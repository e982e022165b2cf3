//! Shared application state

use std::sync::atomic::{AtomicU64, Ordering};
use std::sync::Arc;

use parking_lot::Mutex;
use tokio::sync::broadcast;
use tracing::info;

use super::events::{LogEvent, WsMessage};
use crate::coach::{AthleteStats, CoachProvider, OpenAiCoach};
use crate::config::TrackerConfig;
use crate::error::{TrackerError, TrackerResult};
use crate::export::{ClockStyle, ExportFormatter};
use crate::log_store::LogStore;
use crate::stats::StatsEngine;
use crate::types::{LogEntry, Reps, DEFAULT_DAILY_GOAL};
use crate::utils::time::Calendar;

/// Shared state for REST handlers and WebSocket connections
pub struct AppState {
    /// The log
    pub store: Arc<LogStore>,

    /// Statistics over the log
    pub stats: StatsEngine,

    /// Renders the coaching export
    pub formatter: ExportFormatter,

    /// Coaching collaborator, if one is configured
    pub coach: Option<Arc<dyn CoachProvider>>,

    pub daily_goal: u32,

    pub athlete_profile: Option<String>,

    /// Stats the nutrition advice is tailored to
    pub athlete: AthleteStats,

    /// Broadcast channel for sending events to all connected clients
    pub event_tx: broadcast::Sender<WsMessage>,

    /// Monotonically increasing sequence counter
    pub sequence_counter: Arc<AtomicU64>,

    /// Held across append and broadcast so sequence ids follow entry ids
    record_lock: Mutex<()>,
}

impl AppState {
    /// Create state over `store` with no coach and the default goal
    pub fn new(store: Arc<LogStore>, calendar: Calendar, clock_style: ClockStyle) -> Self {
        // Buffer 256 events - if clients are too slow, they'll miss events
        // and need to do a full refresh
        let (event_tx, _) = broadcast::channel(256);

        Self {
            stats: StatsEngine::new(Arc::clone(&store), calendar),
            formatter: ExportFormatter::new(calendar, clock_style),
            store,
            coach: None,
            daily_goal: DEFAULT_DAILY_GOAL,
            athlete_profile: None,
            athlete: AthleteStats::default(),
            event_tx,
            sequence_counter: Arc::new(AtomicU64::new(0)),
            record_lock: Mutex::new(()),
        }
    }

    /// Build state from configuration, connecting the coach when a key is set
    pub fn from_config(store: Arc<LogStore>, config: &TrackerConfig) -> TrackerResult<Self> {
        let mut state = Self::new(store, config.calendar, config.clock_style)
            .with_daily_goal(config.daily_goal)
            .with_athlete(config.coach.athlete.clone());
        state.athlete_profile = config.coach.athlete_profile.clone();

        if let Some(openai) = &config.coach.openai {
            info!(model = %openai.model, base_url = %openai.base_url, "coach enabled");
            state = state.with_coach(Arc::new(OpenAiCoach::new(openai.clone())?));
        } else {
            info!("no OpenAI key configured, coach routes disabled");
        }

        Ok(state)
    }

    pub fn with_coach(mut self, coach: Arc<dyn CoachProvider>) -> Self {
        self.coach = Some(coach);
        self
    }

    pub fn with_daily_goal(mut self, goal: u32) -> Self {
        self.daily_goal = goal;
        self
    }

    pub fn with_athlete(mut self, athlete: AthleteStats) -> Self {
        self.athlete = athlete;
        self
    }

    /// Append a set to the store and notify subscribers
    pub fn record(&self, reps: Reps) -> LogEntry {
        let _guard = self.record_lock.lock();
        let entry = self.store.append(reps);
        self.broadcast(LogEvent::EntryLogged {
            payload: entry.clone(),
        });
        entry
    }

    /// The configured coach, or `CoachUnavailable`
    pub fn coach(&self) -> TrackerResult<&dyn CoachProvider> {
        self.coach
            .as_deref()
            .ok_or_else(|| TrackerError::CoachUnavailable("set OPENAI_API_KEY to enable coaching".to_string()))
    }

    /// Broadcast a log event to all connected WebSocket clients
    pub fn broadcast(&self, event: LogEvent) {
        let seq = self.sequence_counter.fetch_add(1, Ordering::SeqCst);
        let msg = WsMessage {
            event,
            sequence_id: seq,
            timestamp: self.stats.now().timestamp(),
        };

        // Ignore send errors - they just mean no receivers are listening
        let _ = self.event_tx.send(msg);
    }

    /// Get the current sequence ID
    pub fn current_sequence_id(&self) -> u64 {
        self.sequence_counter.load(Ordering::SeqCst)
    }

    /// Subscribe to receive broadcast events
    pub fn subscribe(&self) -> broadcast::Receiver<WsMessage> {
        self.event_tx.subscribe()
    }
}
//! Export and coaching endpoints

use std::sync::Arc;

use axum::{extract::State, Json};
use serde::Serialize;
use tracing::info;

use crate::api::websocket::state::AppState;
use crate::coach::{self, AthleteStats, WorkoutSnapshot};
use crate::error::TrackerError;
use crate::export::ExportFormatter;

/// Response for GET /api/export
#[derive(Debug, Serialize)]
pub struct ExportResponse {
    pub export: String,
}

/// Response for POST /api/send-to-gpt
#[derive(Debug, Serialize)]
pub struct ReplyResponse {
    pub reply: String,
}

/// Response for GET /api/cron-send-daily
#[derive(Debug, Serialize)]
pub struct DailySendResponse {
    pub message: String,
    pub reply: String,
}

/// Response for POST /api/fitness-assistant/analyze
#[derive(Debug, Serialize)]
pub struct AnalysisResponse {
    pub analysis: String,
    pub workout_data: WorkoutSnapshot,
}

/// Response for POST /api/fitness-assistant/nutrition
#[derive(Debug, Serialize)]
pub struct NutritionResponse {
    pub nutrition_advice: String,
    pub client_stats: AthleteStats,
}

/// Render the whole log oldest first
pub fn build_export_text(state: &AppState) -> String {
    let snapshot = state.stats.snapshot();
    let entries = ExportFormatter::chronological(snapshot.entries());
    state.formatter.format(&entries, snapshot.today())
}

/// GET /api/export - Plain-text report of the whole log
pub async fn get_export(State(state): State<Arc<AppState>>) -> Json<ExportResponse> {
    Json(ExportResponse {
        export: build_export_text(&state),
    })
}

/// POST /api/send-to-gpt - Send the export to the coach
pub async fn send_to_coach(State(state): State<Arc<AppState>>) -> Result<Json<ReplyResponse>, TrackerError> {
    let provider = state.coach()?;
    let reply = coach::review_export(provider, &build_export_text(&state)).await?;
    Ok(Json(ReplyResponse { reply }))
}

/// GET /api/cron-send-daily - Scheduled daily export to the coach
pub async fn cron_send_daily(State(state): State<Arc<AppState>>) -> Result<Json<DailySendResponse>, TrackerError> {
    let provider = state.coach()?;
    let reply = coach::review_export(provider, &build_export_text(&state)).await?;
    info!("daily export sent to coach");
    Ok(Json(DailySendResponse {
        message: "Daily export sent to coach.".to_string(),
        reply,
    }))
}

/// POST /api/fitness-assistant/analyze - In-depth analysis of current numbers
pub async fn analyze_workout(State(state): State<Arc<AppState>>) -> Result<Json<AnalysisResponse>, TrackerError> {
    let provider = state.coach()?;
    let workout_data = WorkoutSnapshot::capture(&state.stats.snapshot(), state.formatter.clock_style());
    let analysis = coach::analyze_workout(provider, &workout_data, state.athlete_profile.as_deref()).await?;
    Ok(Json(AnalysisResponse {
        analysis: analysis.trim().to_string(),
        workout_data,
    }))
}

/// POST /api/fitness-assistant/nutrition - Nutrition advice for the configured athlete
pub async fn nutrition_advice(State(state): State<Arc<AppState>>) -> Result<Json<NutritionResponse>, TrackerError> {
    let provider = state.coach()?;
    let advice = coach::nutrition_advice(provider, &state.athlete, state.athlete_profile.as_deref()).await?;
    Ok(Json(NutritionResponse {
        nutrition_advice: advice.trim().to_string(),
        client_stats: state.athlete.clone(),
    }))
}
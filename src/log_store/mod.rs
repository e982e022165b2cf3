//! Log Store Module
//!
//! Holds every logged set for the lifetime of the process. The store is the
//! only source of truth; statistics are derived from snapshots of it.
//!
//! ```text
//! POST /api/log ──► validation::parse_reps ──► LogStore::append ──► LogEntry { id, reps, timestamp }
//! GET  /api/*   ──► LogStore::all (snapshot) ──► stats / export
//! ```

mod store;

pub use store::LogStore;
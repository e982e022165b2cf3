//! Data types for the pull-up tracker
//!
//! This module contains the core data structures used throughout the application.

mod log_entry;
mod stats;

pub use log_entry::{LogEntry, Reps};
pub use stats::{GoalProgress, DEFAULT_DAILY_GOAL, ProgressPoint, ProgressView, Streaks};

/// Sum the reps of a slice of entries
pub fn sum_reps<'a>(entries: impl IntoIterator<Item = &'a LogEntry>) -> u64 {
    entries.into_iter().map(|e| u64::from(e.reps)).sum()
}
○ ○ ○ ○ ○
#### Activity
Please give an exact copy of the lines above, beginning with the line containing "state.athlete_profile = config.coach.athlete_profile.clone();" and running through the line containing "let _guard = self.record_lock.lock();", and of no other lines.

#### Answer box
        state.athlete_profile = config.coach.athlete_profile.clone();

        if let Some(openai) = &config.coach.openai {
            info!(model = %openai.model, base_url = %openai.base_url, "coach enabled");
            state = state.with_coach(Arc::new(OpenAiCoach::new(openai.clone())?));
        } else {
            info!("no OpenAI key configured, coach routes disabled");
        }

        Ok(state)
    }

    pub fn with_coach(mut self, coach: Arc<dyn CoachProvider>) -> Self {
        self.coach = Some(coach);
        self
    }

    pub fn with_daily_goal(mut self, goal: u32) -> Self {
        self.daily_goal = goal;
        self
    }

    pub fn with_athlete(mut self, athlete: AthleteStats) -> Self {
        self.athlete = athlete;
        self
    }

    /// Append a set to the store and notify subscribers
    pub fn record(&self, reps: Reps) -> LogEntry {
        let _guard = self.record_lock.lock();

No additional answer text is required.